Moore wrote a letter to Annette Kuhn, a friend of a friend who worked in Mayor Koch’s office at City Hall, asking to use the vacant building. No one responded. The artists tended toward confrontation in any case; it was a mistrustful, post-Watergate time, and none of them knew how to work the administrative channels. Entrepreneurs like Alanna Heiss had “friends in city government,” Moore reminded me. “A lot of these people are really specific people, administrators with a lot of power who exercised it on behalf of the arts. We were just dirty little artists on the street. We really didn’t have entree into that world.”

A strain of terrorist romanticism circulated in the culture: domestic bombings by radical groups had been practically routine in the previous decade, and earlier in the year, leftists celebrated when Iranian revolutionaries overthrew the Western-backed monarchy, disrupting the supply of crude and causing a second oil crisis. That fall, Ronald Reagan had launched his presidential campaign, announcing a mission to restore the American spirit and revive the economy by reducing the reach of the federal government. “The people have not created this disaster in our economy,” he said, “the federal government has.”

HPD policy was to pool vacant property in anticipation of future redevelopment. The artists thought that was a waste.

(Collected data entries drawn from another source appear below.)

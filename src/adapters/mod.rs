//! Built-in language adapters
//!
//! Both adapters parse with tree-sitter and walk the concrete syntax tree
//! into [`StructuralNode`](crate::adapter::StructuralNode)s. A tree holding
//! ERROR or MISSING nodes is never walked: the first problem is reported
//! as a [`ParseError`] instead.

pub mod java;
pub mod python;

use crate::adapter::ParseError;
use crate::finding::{Position, Span};
use std::path::Path;
use tree_sitter::{Language, Node, Parser, Tree};

/// Annotation names that mark a dependency as container-injected
pub(crate) const INJECTION_ANNOTATIONS: &[&str] = &["Autowired", "Inject", "Resource"];

/// Token kinds that close a string node
const STRING_CLOSERS: &[&str] = &["\"", "\"\"\"", "'", "string_end"];

/// Last segment of a dotted name (`javax.inject.Inject` -> `Inject`)
pub(crate) fn simple_name(dotted: &str) -> &str {
    dotted.rsplit('.').next().unwrap_or(dotted)
}

/// `text` with all whitespace removed
pub(crate) fn compact(text: &str) -> String {
    text.split_whitespace().collect()
}

/// Parse `text` with a fresh parser; parsers are not shared between threads
pub(crate) fn parse_tree(language: &Language, path: &Path, text: &str) -> Result<Tree, ParseError> {
    let mut parser = Parser::new();
    parser
        .set_language(language)
        .map_err(|e| ParseError::new(path, format!("grammar unavailable: {}", e)))?;
    parser
        .parse(text, None)
        .ok_or_else(|| ParseError::new(path, "parser produced no tree"))
}

pub(crate) fn children<'t>(node: Node<'t>) -> impl Iterator<Item = Node<'t>> {
    (0..node.child_count()).filter_map(move |i| node.child(i))
}

/// Named children, comments excluded
pub(crate) fn named_children<'t>(node: Node<'t>) -> impl Iterator<Item = Node<'t>> {
    (0..node.named_child_count())
        .filter_map(move |i| node.named_child(i))
        .filter(|c| !c.is_extra())
}

/// Source text with tree-sitter byte offsets mapped to 1-based positions
pub(crate) struct Source<'a> {
    text: &'a str,
}

impl<'a> Source<'a> {
    pub(crate) fn new(text: &'a str) -> Self {
        Self { text }
    }

    pub(crate) fn text(&self, node: Node<'_>) -> &'a str {
        self.slice(node.start_byte(), node.end_byte())
    }

    pub(crate) fn slice(&self, from: usize, to: usize) -> &'a str {
        self.text.get(from..to).unwrap_or("")
    }

    /// Columns count characters, not bytes
    fn position(&self, byte: usize, column_bytes: usize, row: usize) -> Position {
        let line_start = byte.saturating_sub(column_bytes);
        let column = self.slice(line_start, byte).chars().count();
        Position::new(row + 1, column + 1)
    }

    pub(crate) fn start(&self, node: Node<'_>) -> Position {
        let point = node.start_position();
        self.position(node.start_byte(), point.column, point.row)
    }

    pub(crate) fn end(&self, node: Node<'_>) -> Position {
        let point = node.end_position();
        self.position(node.end_byte(), point.column, point.row)
    }

    pub(crate) fn span(&self, node: Node<'_>) -> Span {
        Span::new(self.start(node), self.end(node))
    }

    /// Span from the start of `from` to the end of `to`
    pub(crate) fn span_between(&self, from: Node<'_>, to: Node<'_>) -> Span {
        Span::new(self.start(from), self.end(to))
    }

    /// Whitespace before `node` on its line, or `None` if other text precedes it
    pub(crate) fn leading_whitespace(&self, node: Node<'_>) -> Option<&'a str> {
        let line_start = node.start_byte().saturating_sub(node.start_position().column);
        let prefix = self.slice(line_start, node.start_byte());
        prefix
            .chars()
            .all(|c| matches!(c, ' ' | '\t' | '\x0c'))
            .then_some(prefix)
    }

    /// Indentation of the line `node` starts on
    pub(crate) fn line_indent(&self, node: Node<'_>) -> &'a str {
        let line_start = node.start_byte().saturating_sub(node.start_position().column);
        let line = self.slice(line_start, node.start_byte());
        let end = line
            .find(|c: char| !matches!(c, ' ' | '\t' | '\x0c'))
            .unwrap_or(line.len());
        &line[..end]
    }
}

/// Describe the first problem in a tree with errors, `None` for a clean tree
///
/// Unterminated strings are reported ahead of any other problem; the
/// grammar tends to recover from them somewhere far from the opening quote.
pub(crate) fn syntax_error(root: Node<'_>, source: &Source<'_>, string_kind: &str) -> Option<String> {
    if !root.has_error() {
        return None;
    }
    let mut problems = Vec::new();
    collect_problems(root, &mut problems);
    let mut strings = Vec::new();
    collect_kind(root, string_kind, &mut strings);

    if let Some(open) = strings.iter().find(|s| !is_closed(**s)) {
        return Some(unterminated(source.text(*open), source.start(*open)));
    }
    for problem in &problems {
        if problem.is_missing() {
            if let Some(parent) = problem.parent().filter(|p| p.kind() == string_kind) {
                return Some(unterminated(source.text(parent), source.start(parent)));
            }
            if STRING_CLOSERS.contains(&problem.kind()) {
                return Some(unterminated("", source.start(*problem)));
            }
        } else if has_open_quote(source.text(*problem)) {
            return Some(unterminated(source.text(*problem), source.start(*problem)));
        }
    }

    let Some(first) = problems.first() else {
        return Some(format!("syntax error at {}", source.span(root)));
    };
    let at = source.span(*first);
    if first.is_missing() {
        let kind = first.kind();
        return Some(if matches!(kind, ")" | "]" | "}") {
            format!("unclosed bracket, expected '{}' at {}", kind, at)
        } else {
            format!("expected '{}' at {}", kind, at)
        });
    }
    let snippet: String = source
        .text(*first)
        .lines()
        .next()
        .unwrap_or("")
        .trim()
        .chars()
        .take(24)
        .collect();
    Some(if snippet.is_empty() {
        format!("syntax error at {}", at)
    } else {
        format!("unexpected '{}' at {}", snippet, at)
    })
}

fn collect_problems<'t>(node: Node<'t>, out: &mut Vec<Node<'t>>) {
    if node.is_error() || node.is_missing() {
        out.push(node);
        return;
    }
    for child in children(node).filter(|c| c.has_error()) {
        collect_problems(child, out);
    }
}

fn collect_kind<'t>(node: Node<'t>, kind: &str, out: &mut Vec<Node<'t>>) {
    if node.kind() == kind {
        out.push(node);
    }
    for child in children(node) {
        collect_kind(child, kind, out);
    }
}

fn is_closed(string: Node<'_>) -> bool {
    let count = string.child_count();
    count >= 2
        && string
            .child(count - 1)
            .is_some_and(|last| !last.is_missing() && STRING_CLOSERS.contains(&last.kind()))
}

/// An odd number of unescaped quotes of either kind
fn has_open_quote(text: &str) -> bool {
    let mut double = 0usize;
    let mut single = 0usize;
    let mut escaped = false;
    for c in text.chars() {
        match c {
            _ if escaped => escaped = false,
            '\\' => escaped = true,
            '"' => double += 1,
            '\'' => single += 1,
            _ => {}
        }
    }
    double % 2 == 1 || single % 2 == 1
}

fn unterminated(text: &str, at: Position) -> String {
    let triple = text
        .find(['"', '\''])
        .and_then(|i| text.get(i..i + 3))
        .is_some_and(|q| q == "\"\"\"" || q == "'''");
    let what = if triple {
        "triple-quoted string"
    } else {
        "string literal"
    };
    format!("unterminated {} at {}:{}", what, at.line, at.column)
}

#[cfg(test)]
mod tests {
    use super::*;

    #[test]
    fn test_simple_name() {
        assert_eq!(simple_name("javax.inject.Inject"), "Inject");
        assert_eq!(simple_name("Inject"), "Inject");
    }

    #[test]
    fn test_open_quotes() {
        assert!(has_open_quote("\"open;"));
        assert!(!has_open_quote("\"a\\\"b\""));
        assert!(!has_open_quote("'x' \"y\""));
    }

    #[test]
    fn test_unterminated_wording() {
        let at = Position::new(2, 5);
        assert_eq!(unterminated("\"open", at), "unterminated string literal at 2:5");
        assert_eq!(
            unterminated("b'''never", at),
            "unterminated triple-quoted string at 2:5"
        );
    }

    #[test]
    fn test_positions_count_characters() {
        let text = "é = 1\nab";
        let language: Language = tree_sitter_python::LANGUAGE.into();
        let tree = parse_tree(&language, Path::new("x.py"), text).unwrap();
        let source = Source::new(text);
        let root = tree.root_node();
        let last = named_children(root).last().unwrap();
        assert_eq!(source.start(last), Position::new(2, 1));
        let first = named_children(root).next().unwrap();
        assert_eq!(source.end(first), Position::new(1, 6));
    }
}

Moore and his friends shared that opinion of government, if nothing else. Since the late 1950s, the city had been trying to demolish the Bowery and rezone most of the East Village for middle-income housing. HPD policy was to pool vacant property in anticipation of future redevelopment. The artists thought that was a waste. During one of their bar crawls, they commiserated about the difficulty of finding space to work and exhibit, and about the lack of response to their letter. “Let’s break in!” said Moennig.

Moore brought the idea to Colab but Fitzgibbon and Winters were set against it. They didn’t want to compromise Colab’s public funding. Fitzgibbon feared retribution; she was researching a plot by the Trilateral Commission, a foreign policy advocacy group started by David Rockefeller, president of Chase Manhattan Bank and heir to the Standard Oil fortune, to raze the Lower East Side and replace it with modernist high-rises.

The plan moved forward anyway. Moore paid a visit to Nick the Fence, who sold used clothing on the ground floor of his building on Houston Street. Hidden beneath the clothes, Nick kept a collection of guns and stolen goods. “He would just slide his hand under a pile of blankets, and there’d be a movie camera or a bolt cutter,” Howland said.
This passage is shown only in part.